» **Raw data**:
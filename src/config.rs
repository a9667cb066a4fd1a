//! Viewer configuration, validated once when a [`Viewport`](crate::viewport::Viewport)
//! is constructed.

use serde::{Deserialize, Serialize};

use crate::enums::{DisplayConvention, Interpolation};
use crate::error::{Error, Result};

/// How markers are drawn on top of the composited slice.
#[derive(Debug, Clone, PartialEq, Serialize, Deserialize)]
#[serde(default)]
pub struct MarkerStyle {
    /// Disc radius in output pixels.
    pub radius_px: f32,
    /// Used when a marker's label has no palette entry.
    pub fallback_color: [u8; 4],
    pub selected_color: [u8; 4],
}

impl Default for MarkerStyle {
    fn default() -> Self {
        Self {
            radius_px: 4.0,
            fallback_color: [0, 255, 0, 255],
            selected_color: [255, 255, 0, 255],
        }
    }
}

#[derive(Debug, Clone, PartialEq, Serialize, Deserialize)]
#[serde(default)]
pub struct ViewerConfig {
    pub display_convention: DisplayConvention,
    /// Emits per-frame compositing timings at debug level.
    pub debug_mode: bool,
    /// Color behind the bottom layer. Transparent by default.
    pub background: [u8; 4],
    /// In-plane resampling for continuous layers that do not set their own,
    /// applied on every composite. Label layers are always resampled nearest.
    pub interpolation: Interpolation,
    pub annotation_opacity: f32,
    pub marker_style: MarkerStyle,
}

impl Default for ViewerConfig {
    fn default() -> Self {
        Self {
            display_convention: DisplayConvention::Radiological,
            debug_mode: false,
            background: [0, 0, 0, 0],
            interpolation: Interpolation::Nearest,
            annotation_opacity: 1.0,
            marker_style: MarkerStyle::default(),
        }
    }
}

impl ViewerConfig {
    /// Parse and validate a JSON configuration. Missing fields take their defaults.
    pub fn from_json(json: &str) -> Result<Self> {
        let config: ViewerConfig = serde_json::from_str(json)?;
        config.validate()?;
        Ok(config)
    }

    pub fn validate(&self) -> Result<()> {
        if !(0.0..=1.0).contains(&self.annotation_opacity) {
            return Err(Error::InvalidConfig(format!(
                "annotation_opacity must be within [0, 1], got {}",
                self.annotation_opacity
            )));
        }
        let radius = self.marker_style.radius_px;
        if !radius.is_finite() || radius <= 0.0 {
            return Err(Error::InvalidConfig(format!(
                "marker radius must be positive, got {radius}"
            )));
        }
        Ok(())
    }
}

#[cfg(test)]
mod tests {
    use super::*;

    #[test]
    fn default_config_is_valid() {
        assert!(ViewerConfig::default().validate().is_ok());
    }

    #[test]
    fn partial_json_fills_defaults() {
        let config =
            ViewerConfig::from_json(r#"{ "display_convention": "Neurological", "debug_mode": true }"#)
                .unwrap();
        assert_eq!(config.display_convention, DisplayConvention::Neurological);
        assert!(config.debug_mode);
        assert_eq!(config.marker_style, MarkerStyle::default());
        assert_eq!(config.annotation_opacity, 1.0);
    }

    #[test]
    fn out_of_range_opacity_is_rejected() {
        let err = ViewerConfig::from_json(r#"{ "annotation_opacity": 1.5 }"#).unwrap_err();
        assert!(matches!(err, Error::InvalidConfig(_)));
    }

    #[test]
    fn malformed_json_is_a_config_error() {
        let err = ViewerConfig::from_json("{ not json").unwrap_err();
        assert!(matches!(err, Error::Config(_)));
    }
}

» **Your goal**: Each line in the data that holds the string "Interpolation" must be returned.

» **Finished exercise**:
use crate::enums::{DisplayConvention, Interpolation};
    pub interpolation: Interpolation,
            interpolation: Interpolation::Nearest,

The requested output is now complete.